In the course of the shop’s nearly three-year existence, they’d lured a number of ladies, like Lady Renfrew. But she was merely the wife of a recently knighted gentleman, and the others of their customers were, like her, gentry or newly rich. The highest echelons of the ton—the duchesses and marchionesses and countesses and such—still went to more established shops like Dowdy’s.
Though their work was superior to anything their London rivals produced, Maison Noirot still lacked the prestige to draw the ladies at the top of the list of precedence.

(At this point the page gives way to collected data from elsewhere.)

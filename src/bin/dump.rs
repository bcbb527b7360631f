use std::fs;
use std::io::{self, Write};
use std::path::PathBuf;

use anyhow::{bail, Context, Result};
use structopt::StructOpt;

use reichat::codec;
use reichat::Canvas;

#[derive(Debug, StructOpt)]
#[structopt(
    name = "dump",
    about = "Flatten persisted layer snapshots into a single image",
    author
)]
struct Opt {
    /// Data directory holding the layer snapshots
    data_dir: PathBuf,

    /// Snapshot file prefix
    #[structopt(long, default_value = "")]
    prefix: String,

    /// Canvas width
    #[structopt(short, long, default_value = "1920")]
    width: u32,

    /// Canvas height
    #[structopt(short = "H", long, default_value = "1080")]
    height: u32,

    /// Number of layers
    #[structopt(short, long, default_value = "3")]
    layers: usize,

    /// Output file; stdout when omitted
    #[structopt(short, long)]
    output: Option<PathBuf>,
}

fn main() -> Result<()> {
    let opt = Opt::from_args();

    let mut canvas = Canvas::new(opt.width, opt.height, opt.layers);
    for n in 0..opt.layers {
        let path = opt
            .data_dir
            .join(format!("{}layer{}.{}", opt.prefix, n, codec::SNAPSHOT_EXT));
        let blob = match fs::read(&path) {
            Ok(blob) => blob,
            // Absent layers stay blank.
            Err(_) => continue,
        };
        let raster =
            codec::decode(&blob).with_context(|| format!("Couldn't decode {:?}", path))?;
        if (raster.width, raster.height) != (opt.width, opt.height) {
            bail!(
                "{:?} is {}x{}, expected {}x{}",
                path,
                raster.width,
                raster.height,
                opt.width,
                opt.height
            );
        }
        if let Some(layer) = canvas.layer_mut(n) {
            layer.load(raster.data, Some(blob));
        }
    }

    let flat = canvas.flatten()?;
    match opt.output {
        Some(path) => {
            fs::write(&path, flat).with_context(|| format!("Couldn't write {:?}", path))?
        }
        None => io::stdout().write_all(&flat)?,
    }
    Ok(())
}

“It took ten months to pry Lady Renfrew out of Dowdy’s clutches,” said Sophy.
They’d succeeded because her ladyship had overheard Dowdy’s forewoman, Miss Oakes, say the eldest daughter’s bodices were difficult to fit correctly, because her breasts were shockingly mismatched.
An indignant Lady Renfrew had canceled a huge order for mourning and come straight to Maison Noirot, which her friend Lady Sharp had recommended.
During the fitting, Sophy had told the weeping eldest daughter that no woman in the world had perfectly matching breasts. She also told Miss Renfrew that her skin was like satin, and half the ladies of the beau monde would envy her décolleté. When the Noirot sisters were done dressing the young lady, she nearly swooned with happiness. It was reported that her handsomely displayed figure caused several young men to exhibit signs of swooning, too.
“We don’t have ten months this time, ” Leonie said. “And we can’t rely on that vicious cat at Dowdy’s to insult Lady Warford. She’s a marchioness, after all, not the lowly wife of a mere knight.”
“We have to catch her quickly, or the chance is gone forever,” said Sophy. “If Dowdy’s get the Duchess of Clevedon’s wedding dress, they’ll get everything else.”
“Not if I get there first,” Marcelline said.